◆ Exercise directions
From the entries below, copy every line holding the word "SelectorResult".

(Records contained in a dataset)
● ● ● ● ●
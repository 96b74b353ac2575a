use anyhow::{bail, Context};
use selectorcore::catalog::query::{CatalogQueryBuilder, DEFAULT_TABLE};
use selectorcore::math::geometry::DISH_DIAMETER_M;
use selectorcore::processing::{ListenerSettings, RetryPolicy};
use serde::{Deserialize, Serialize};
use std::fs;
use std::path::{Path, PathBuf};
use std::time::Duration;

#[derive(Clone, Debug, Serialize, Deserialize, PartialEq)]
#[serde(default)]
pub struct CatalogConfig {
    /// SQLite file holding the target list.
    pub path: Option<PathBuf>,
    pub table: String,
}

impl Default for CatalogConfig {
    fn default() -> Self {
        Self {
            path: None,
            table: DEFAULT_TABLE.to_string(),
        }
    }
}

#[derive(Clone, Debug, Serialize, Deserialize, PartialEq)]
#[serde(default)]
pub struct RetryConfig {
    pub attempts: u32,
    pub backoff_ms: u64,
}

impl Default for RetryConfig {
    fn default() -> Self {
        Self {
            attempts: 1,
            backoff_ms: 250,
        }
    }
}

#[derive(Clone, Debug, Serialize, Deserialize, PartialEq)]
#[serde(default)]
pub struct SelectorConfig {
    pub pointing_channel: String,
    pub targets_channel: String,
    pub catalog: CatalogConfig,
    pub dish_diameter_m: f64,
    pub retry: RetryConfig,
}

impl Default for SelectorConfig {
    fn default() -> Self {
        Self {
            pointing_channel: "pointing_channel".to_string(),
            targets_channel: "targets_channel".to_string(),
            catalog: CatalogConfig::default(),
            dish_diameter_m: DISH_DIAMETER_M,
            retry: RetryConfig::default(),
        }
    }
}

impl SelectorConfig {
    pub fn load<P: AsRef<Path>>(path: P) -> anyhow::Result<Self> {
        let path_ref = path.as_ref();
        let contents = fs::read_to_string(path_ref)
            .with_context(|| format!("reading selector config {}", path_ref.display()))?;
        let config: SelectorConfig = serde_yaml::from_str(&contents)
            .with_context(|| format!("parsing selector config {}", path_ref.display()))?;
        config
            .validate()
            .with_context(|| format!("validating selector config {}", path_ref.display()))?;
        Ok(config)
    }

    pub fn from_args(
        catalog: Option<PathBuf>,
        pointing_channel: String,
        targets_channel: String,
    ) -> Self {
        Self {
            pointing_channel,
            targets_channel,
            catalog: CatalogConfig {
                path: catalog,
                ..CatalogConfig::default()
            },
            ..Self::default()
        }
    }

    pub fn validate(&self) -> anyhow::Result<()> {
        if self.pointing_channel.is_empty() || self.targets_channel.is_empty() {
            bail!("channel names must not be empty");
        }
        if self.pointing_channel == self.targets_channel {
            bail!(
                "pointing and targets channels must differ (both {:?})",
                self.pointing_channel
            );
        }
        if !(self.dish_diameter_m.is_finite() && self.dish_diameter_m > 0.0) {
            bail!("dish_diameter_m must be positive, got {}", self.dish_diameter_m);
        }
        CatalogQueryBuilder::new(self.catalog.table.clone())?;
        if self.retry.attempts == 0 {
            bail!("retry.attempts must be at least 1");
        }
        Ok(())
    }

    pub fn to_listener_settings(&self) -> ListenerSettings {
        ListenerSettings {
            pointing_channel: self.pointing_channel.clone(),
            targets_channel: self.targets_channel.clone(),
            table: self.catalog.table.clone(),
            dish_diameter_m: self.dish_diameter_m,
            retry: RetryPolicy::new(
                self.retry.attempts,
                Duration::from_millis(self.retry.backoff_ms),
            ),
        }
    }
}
● ● ● ● ●
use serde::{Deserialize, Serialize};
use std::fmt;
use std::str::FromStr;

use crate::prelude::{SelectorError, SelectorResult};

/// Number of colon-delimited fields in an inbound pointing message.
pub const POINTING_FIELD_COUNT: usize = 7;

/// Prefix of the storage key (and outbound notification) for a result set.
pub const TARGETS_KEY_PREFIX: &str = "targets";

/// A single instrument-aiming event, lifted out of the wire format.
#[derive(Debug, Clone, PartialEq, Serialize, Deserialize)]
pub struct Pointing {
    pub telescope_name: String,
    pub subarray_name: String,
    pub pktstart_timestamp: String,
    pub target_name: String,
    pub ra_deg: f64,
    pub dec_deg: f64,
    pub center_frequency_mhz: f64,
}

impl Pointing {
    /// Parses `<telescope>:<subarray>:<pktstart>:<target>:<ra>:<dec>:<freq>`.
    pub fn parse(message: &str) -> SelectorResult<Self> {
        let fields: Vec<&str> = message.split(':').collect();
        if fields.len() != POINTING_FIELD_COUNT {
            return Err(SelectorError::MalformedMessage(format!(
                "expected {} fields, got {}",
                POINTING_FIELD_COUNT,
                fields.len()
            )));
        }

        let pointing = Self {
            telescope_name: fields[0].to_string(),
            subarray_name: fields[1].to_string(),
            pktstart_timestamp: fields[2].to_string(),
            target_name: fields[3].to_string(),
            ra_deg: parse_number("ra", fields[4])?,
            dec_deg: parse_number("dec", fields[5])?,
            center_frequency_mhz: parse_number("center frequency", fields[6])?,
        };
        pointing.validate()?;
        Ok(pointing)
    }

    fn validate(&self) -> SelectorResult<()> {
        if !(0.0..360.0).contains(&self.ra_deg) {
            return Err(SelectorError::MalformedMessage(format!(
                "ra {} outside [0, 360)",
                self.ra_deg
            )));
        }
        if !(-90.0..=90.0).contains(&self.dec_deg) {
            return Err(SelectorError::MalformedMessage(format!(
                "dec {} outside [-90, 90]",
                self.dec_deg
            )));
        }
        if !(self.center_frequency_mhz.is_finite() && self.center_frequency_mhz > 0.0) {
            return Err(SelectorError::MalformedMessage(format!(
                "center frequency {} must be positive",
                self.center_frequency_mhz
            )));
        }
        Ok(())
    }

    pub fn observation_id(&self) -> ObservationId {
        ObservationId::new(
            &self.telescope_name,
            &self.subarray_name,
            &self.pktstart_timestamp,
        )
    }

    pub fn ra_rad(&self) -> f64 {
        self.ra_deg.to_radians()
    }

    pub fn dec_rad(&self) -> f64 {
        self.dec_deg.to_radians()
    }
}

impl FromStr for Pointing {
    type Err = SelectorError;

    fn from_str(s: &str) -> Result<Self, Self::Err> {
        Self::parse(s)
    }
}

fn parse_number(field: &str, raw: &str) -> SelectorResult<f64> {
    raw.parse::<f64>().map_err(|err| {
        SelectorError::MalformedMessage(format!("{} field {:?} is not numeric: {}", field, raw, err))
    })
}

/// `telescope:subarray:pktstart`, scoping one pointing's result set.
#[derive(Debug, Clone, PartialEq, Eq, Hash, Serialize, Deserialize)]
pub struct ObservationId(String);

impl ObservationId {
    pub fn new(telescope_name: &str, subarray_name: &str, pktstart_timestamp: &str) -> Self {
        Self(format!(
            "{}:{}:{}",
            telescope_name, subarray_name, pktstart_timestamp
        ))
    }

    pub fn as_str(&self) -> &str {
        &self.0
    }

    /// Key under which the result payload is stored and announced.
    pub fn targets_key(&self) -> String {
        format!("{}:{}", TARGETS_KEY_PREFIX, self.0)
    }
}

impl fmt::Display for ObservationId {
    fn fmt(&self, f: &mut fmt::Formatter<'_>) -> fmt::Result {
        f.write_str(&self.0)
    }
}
● ● ● ● ●
◆ Expected answer
use crate::prelude::{SelectorError, SelectorResult};
    pub fn parse(message: &str) -> SelectorResult<Self> {
    fn validate(&self) -> SelectorResult<()> {
fn parse_number(field: &str, raw: &str) -> SelectorResult<f64> {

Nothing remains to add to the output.